*PROBLEM TO SOLVE*.
Please reproduce the data below exactly, from the first line through the line containing "use crate::models::profile::skill_key;", and leave every later line out.

*EXTRACTED MATERIAL*.
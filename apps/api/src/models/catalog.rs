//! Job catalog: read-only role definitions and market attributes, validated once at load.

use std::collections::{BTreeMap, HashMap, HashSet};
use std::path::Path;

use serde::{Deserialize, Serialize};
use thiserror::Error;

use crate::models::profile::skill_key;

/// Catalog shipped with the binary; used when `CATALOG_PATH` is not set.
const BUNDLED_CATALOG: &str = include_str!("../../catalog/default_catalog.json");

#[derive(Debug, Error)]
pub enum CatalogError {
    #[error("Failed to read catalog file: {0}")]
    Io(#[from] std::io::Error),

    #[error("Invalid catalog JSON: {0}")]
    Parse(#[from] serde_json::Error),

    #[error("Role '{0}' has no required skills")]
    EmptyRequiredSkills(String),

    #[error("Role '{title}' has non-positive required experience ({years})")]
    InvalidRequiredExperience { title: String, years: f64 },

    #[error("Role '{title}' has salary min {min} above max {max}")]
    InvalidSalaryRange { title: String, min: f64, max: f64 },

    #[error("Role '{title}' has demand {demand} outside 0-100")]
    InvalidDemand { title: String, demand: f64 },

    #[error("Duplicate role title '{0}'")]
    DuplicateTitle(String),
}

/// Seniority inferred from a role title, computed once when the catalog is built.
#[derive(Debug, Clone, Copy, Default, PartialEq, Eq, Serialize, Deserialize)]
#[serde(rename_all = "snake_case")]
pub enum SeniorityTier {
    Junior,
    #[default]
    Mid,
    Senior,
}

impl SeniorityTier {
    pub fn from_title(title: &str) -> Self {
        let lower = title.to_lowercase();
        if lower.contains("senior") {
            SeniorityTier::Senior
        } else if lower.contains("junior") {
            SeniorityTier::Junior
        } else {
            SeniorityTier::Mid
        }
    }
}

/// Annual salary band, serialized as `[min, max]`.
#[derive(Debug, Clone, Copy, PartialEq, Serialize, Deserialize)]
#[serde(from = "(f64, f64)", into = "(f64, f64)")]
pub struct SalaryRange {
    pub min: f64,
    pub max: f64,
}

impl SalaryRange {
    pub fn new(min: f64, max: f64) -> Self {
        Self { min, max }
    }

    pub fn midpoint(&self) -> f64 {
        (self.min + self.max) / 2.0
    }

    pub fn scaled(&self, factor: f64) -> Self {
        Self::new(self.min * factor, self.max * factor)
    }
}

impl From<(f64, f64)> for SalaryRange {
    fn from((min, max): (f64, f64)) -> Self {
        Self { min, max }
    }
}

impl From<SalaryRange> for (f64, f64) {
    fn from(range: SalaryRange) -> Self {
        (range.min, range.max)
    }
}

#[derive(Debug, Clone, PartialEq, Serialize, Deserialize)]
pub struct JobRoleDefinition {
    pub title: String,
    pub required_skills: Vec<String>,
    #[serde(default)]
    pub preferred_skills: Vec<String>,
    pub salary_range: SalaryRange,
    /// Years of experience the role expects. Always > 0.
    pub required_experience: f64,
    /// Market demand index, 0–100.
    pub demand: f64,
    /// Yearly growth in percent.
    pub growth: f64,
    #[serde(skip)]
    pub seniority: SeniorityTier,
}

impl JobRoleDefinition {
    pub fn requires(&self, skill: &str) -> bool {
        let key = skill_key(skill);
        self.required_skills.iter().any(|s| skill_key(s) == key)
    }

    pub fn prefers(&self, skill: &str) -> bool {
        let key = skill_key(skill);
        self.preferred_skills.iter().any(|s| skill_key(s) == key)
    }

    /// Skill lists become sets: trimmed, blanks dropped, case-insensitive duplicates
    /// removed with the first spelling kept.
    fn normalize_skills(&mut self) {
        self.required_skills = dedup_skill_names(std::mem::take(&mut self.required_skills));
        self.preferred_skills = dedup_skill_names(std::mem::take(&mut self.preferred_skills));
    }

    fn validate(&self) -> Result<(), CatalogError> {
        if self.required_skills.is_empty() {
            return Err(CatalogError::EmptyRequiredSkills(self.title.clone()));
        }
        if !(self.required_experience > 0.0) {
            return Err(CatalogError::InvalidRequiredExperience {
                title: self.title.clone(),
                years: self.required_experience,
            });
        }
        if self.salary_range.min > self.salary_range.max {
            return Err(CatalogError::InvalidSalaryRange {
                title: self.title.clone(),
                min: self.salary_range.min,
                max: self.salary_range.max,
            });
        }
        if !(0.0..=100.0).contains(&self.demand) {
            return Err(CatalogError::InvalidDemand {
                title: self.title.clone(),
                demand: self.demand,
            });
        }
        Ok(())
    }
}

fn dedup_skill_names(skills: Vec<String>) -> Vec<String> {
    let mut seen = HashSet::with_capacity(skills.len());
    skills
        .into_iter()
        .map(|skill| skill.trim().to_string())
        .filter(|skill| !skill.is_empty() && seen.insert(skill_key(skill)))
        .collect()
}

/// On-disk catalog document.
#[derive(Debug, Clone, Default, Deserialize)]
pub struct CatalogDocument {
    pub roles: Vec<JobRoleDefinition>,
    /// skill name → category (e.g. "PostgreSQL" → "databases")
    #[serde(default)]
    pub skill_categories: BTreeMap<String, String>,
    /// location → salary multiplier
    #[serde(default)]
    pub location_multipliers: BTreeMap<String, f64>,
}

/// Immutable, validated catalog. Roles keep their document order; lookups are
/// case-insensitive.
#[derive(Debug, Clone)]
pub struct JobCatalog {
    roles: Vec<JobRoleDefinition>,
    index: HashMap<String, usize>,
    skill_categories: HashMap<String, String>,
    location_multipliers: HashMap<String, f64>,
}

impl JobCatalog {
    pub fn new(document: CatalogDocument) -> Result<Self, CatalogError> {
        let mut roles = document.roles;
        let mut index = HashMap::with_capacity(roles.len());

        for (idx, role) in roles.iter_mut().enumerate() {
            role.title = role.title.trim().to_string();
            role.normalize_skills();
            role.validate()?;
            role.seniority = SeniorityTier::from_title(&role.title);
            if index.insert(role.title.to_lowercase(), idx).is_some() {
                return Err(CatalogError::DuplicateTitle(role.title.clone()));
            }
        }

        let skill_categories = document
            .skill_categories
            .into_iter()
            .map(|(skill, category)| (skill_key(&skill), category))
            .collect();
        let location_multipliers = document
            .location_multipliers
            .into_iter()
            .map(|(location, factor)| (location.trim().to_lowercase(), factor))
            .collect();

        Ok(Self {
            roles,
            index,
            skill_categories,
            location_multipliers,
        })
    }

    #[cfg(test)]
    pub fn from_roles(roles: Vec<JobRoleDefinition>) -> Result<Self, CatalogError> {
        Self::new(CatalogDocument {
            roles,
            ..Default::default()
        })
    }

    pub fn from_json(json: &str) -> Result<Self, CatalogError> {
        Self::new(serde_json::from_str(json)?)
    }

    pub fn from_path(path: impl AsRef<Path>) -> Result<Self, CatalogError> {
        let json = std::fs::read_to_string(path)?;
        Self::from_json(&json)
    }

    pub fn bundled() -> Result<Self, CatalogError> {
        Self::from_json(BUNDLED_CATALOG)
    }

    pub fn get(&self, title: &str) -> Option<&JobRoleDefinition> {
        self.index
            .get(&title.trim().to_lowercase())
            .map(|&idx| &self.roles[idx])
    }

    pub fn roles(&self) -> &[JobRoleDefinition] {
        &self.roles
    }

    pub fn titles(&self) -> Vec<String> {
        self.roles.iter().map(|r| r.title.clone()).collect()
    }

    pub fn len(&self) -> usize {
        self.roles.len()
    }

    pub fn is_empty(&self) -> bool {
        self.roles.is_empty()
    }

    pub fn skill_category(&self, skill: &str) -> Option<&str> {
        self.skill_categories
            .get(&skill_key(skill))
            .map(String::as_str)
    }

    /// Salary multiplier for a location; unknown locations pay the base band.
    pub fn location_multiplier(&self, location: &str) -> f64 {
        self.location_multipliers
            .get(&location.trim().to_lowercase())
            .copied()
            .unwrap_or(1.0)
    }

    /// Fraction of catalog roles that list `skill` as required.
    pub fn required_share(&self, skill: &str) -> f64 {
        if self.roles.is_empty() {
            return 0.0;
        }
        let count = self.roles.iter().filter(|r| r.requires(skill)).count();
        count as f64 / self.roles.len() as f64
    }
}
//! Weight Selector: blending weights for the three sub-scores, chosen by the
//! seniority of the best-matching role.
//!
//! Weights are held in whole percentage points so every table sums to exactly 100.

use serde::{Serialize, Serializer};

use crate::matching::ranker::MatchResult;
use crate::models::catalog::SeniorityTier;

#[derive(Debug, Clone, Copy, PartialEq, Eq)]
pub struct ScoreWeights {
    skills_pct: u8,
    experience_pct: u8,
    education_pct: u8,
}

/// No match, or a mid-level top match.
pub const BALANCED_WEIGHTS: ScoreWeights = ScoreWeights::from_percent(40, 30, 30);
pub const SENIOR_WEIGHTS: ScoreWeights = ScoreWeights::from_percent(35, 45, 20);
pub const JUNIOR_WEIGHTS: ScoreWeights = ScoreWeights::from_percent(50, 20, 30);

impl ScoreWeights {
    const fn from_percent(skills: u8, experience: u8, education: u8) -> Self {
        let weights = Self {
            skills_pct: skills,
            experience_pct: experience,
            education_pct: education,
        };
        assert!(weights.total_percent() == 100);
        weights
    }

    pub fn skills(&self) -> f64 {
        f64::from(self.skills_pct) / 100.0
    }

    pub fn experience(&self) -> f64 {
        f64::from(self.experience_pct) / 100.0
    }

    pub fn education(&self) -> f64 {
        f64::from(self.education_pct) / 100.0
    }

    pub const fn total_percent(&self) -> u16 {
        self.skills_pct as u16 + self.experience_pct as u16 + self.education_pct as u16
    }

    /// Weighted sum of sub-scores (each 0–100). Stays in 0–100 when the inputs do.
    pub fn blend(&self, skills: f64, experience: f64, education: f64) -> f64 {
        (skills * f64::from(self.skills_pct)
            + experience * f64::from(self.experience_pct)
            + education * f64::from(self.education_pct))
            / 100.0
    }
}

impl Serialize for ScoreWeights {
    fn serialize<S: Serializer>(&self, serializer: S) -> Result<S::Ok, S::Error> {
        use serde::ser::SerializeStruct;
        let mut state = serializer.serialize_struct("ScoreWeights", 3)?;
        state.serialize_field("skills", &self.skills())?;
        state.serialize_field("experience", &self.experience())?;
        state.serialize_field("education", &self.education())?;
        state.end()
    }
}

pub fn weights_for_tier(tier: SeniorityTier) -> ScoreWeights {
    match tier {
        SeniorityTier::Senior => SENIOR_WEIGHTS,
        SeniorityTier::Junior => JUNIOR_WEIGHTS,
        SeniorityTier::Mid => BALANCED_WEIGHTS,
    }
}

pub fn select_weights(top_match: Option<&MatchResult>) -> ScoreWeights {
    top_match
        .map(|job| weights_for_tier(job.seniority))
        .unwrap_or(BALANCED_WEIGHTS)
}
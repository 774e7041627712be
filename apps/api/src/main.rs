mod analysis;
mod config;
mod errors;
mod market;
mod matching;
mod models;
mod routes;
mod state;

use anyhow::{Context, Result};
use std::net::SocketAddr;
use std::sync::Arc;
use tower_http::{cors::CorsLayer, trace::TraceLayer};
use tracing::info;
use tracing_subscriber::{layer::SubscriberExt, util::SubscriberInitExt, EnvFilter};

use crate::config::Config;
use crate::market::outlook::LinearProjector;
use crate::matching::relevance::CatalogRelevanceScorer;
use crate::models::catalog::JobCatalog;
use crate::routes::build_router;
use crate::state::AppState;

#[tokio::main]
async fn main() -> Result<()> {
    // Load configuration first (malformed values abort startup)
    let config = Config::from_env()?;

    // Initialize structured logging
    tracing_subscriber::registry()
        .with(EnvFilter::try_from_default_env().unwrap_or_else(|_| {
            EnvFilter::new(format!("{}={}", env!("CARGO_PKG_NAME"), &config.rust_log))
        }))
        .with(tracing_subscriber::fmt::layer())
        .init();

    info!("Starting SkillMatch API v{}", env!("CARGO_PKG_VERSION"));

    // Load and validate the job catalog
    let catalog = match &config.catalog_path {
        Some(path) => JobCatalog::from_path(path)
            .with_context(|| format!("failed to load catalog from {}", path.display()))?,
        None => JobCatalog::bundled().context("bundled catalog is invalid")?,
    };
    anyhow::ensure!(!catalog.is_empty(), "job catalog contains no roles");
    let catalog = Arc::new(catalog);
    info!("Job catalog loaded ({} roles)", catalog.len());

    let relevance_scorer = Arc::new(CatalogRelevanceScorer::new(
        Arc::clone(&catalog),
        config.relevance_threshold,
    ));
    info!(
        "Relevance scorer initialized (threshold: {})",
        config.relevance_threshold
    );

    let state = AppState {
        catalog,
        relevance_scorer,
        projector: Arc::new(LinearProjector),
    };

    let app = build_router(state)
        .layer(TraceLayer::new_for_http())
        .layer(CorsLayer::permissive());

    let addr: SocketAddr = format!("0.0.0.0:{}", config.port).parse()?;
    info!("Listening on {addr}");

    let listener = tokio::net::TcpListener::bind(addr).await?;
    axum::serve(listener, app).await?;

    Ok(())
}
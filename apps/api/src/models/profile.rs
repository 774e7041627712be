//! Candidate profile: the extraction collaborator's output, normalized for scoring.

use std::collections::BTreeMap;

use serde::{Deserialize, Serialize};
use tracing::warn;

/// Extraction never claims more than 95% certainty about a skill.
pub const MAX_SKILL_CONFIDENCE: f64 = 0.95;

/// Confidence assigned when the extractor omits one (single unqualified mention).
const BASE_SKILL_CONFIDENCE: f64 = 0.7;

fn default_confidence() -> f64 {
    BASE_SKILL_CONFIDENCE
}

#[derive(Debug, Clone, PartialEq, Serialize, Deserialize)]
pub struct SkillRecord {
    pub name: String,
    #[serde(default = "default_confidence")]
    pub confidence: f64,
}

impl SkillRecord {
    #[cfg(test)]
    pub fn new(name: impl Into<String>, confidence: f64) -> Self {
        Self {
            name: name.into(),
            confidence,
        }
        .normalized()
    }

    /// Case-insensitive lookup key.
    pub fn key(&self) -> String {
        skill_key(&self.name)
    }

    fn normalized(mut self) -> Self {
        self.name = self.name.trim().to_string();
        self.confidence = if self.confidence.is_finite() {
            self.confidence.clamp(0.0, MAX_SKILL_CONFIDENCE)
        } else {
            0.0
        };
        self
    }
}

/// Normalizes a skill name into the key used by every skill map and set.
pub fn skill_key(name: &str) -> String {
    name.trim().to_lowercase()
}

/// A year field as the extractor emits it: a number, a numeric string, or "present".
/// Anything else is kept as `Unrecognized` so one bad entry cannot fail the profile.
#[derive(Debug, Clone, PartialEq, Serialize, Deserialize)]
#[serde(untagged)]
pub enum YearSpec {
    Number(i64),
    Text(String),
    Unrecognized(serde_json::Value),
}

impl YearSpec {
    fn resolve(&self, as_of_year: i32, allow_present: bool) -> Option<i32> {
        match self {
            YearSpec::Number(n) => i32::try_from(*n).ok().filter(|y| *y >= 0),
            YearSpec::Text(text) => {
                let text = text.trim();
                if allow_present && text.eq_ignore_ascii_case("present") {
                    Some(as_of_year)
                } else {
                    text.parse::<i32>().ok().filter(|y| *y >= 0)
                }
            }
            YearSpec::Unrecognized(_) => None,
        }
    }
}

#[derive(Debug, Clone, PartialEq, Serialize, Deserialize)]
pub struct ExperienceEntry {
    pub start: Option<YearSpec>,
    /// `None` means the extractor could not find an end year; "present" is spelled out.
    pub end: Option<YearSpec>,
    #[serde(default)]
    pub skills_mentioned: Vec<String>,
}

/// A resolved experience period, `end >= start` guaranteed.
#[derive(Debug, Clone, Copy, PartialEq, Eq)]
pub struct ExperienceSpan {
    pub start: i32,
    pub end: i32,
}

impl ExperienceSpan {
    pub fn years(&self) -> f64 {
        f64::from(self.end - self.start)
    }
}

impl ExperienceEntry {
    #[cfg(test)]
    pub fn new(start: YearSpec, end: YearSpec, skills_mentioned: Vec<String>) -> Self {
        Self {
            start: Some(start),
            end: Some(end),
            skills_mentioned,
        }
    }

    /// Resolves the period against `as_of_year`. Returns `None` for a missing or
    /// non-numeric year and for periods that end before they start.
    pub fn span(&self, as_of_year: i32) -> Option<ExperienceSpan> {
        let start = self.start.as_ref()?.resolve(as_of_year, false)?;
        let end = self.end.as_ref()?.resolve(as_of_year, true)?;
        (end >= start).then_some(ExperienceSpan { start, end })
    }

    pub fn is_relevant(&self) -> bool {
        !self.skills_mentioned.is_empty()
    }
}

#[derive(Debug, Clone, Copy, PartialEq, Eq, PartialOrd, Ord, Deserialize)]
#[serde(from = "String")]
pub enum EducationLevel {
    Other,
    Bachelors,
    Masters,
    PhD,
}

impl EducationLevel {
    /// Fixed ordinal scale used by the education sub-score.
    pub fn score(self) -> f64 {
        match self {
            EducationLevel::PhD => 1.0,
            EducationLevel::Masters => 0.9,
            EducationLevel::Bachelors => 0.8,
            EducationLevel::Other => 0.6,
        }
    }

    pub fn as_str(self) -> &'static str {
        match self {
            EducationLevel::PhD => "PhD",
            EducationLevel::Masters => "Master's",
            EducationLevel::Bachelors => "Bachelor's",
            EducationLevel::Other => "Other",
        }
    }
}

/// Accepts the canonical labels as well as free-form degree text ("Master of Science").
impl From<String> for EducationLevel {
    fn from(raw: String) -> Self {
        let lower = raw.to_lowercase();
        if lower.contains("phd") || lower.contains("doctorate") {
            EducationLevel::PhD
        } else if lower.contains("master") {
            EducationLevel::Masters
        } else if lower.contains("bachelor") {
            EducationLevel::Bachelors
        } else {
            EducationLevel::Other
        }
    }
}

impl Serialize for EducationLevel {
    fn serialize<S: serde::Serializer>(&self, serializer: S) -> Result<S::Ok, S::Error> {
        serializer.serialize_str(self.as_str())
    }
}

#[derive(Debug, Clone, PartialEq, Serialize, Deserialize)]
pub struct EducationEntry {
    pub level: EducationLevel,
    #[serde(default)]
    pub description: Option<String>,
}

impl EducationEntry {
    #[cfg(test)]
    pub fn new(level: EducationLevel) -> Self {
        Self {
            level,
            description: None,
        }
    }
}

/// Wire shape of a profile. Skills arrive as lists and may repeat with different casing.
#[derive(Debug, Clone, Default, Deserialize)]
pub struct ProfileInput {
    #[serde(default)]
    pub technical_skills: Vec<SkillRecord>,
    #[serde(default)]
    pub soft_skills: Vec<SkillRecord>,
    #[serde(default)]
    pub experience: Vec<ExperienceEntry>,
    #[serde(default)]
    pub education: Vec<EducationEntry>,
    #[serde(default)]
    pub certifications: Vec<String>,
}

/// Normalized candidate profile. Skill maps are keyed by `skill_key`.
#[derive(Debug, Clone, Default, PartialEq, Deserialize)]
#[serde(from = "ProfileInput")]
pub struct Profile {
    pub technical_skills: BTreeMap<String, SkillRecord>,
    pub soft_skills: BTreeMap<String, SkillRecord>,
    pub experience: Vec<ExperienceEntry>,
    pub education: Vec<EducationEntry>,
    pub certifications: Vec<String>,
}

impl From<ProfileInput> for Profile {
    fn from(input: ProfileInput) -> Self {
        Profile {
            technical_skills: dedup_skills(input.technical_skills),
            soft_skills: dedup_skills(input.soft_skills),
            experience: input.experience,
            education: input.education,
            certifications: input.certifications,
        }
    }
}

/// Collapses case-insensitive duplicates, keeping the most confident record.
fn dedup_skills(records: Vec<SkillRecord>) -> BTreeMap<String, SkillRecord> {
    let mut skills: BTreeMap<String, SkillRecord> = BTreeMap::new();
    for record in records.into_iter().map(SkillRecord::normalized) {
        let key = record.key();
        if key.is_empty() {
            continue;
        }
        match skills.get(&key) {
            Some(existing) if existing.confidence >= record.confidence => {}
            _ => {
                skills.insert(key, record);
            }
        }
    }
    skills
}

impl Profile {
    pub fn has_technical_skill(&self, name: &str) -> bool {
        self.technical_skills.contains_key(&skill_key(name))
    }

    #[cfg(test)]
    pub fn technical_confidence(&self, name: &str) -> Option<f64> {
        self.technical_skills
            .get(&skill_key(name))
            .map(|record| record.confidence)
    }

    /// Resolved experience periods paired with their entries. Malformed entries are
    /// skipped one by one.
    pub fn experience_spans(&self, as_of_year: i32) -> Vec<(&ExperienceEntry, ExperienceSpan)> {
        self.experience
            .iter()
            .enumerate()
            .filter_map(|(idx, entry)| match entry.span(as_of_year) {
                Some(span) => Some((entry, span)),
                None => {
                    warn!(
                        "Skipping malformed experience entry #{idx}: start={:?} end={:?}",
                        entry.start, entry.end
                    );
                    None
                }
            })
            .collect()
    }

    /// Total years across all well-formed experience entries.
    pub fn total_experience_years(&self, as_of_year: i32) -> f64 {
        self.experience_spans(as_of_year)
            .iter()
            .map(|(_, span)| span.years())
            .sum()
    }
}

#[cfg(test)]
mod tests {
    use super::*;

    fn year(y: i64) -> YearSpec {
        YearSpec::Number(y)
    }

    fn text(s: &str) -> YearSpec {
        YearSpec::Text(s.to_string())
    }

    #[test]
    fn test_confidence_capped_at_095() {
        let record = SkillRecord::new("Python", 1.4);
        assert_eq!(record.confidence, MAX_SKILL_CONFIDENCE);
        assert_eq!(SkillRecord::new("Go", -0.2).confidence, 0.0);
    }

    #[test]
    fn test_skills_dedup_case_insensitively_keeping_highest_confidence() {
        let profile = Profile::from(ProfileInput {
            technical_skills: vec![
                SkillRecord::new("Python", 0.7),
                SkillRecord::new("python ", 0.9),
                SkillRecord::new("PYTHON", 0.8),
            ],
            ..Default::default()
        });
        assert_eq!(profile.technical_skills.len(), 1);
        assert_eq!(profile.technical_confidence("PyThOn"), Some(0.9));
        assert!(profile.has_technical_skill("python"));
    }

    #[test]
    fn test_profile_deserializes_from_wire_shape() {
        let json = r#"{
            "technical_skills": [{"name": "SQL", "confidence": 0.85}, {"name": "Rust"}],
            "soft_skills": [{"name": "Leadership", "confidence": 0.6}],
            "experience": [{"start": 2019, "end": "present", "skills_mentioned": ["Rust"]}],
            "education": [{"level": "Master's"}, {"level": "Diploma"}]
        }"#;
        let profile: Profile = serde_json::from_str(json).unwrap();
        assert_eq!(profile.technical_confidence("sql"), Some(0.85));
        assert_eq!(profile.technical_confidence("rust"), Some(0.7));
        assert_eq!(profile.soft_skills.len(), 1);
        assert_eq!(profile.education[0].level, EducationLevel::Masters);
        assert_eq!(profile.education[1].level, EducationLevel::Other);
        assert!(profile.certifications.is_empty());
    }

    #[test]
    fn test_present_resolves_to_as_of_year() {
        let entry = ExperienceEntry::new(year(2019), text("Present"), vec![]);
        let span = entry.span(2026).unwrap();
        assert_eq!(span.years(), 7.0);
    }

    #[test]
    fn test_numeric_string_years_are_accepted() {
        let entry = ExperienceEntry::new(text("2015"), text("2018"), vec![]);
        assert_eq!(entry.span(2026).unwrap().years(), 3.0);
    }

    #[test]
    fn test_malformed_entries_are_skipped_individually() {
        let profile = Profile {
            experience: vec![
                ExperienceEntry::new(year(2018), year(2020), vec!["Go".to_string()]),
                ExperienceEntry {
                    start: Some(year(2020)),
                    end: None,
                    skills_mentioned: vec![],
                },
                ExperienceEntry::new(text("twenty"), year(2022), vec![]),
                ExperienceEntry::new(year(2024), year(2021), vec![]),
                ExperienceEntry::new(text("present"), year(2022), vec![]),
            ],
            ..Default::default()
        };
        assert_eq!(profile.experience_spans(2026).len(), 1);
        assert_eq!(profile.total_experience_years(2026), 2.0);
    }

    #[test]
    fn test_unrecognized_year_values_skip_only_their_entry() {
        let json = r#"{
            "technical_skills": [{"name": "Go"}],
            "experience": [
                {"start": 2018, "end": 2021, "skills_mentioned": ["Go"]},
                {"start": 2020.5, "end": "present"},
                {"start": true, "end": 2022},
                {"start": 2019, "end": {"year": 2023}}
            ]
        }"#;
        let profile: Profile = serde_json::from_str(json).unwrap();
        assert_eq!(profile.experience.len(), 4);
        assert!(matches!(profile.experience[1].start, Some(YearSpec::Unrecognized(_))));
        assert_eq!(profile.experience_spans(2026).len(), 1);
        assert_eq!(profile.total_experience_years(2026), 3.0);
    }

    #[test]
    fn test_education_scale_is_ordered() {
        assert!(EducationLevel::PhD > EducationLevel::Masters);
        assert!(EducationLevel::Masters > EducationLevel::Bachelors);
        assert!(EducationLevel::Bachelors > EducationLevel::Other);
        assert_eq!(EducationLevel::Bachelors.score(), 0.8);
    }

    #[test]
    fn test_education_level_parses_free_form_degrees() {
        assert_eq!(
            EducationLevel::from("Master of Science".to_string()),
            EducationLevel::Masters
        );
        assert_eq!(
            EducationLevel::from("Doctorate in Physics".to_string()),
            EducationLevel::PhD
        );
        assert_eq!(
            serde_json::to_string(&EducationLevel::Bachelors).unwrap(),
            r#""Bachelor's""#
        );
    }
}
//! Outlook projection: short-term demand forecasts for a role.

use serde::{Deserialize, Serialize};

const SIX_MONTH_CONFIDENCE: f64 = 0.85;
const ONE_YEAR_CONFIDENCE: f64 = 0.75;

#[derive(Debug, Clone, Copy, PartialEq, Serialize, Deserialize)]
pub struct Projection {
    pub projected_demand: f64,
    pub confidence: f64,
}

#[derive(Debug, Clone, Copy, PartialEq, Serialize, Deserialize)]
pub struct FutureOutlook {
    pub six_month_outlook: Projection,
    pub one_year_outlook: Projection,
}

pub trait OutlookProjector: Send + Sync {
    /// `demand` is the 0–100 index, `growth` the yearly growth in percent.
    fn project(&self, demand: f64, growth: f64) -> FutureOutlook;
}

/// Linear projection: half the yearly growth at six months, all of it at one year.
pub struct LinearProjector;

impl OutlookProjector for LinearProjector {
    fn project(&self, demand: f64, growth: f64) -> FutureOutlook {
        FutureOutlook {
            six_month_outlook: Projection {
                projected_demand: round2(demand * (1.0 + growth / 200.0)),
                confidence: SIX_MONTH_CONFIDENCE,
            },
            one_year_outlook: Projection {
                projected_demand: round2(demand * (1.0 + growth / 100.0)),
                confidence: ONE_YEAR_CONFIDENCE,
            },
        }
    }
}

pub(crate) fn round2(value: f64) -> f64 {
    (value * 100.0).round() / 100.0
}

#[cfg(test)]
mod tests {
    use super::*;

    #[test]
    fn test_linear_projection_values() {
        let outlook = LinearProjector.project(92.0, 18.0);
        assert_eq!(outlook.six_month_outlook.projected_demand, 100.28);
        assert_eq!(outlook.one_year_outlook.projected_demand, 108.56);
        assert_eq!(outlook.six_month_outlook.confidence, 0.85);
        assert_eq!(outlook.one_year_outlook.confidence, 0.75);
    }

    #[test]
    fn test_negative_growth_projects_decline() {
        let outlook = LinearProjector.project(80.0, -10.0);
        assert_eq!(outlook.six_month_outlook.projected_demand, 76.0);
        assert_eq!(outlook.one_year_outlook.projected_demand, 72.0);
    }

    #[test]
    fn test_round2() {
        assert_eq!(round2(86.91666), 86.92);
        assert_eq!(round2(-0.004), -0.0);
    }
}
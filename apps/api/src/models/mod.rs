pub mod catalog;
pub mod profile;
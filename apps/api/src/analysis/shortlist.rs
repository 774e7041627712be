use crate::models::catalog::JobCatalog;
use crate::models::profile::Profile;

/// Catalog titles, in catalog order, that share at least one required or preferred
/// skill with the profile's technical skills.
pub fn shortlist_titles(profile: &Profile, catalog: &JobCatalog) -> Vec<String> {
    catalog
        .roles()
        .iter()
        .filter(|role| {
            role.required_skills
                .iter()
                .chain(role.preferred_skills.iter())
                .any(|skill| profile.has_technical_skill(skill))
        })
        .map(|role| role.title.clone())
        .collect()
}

*EXPECTED ANSWER*.
filename apps/api/src/models/catalog.rs
//! Job catalog: read-only role definitions and market attributes, validated once at load.

use std::collections::{BTreeMap, HashMap, HashSet};
use std::path::Path;

use serde::{Deserialize, Serialize};
use thiserror::Error;

use crate::models::profile::skill_key;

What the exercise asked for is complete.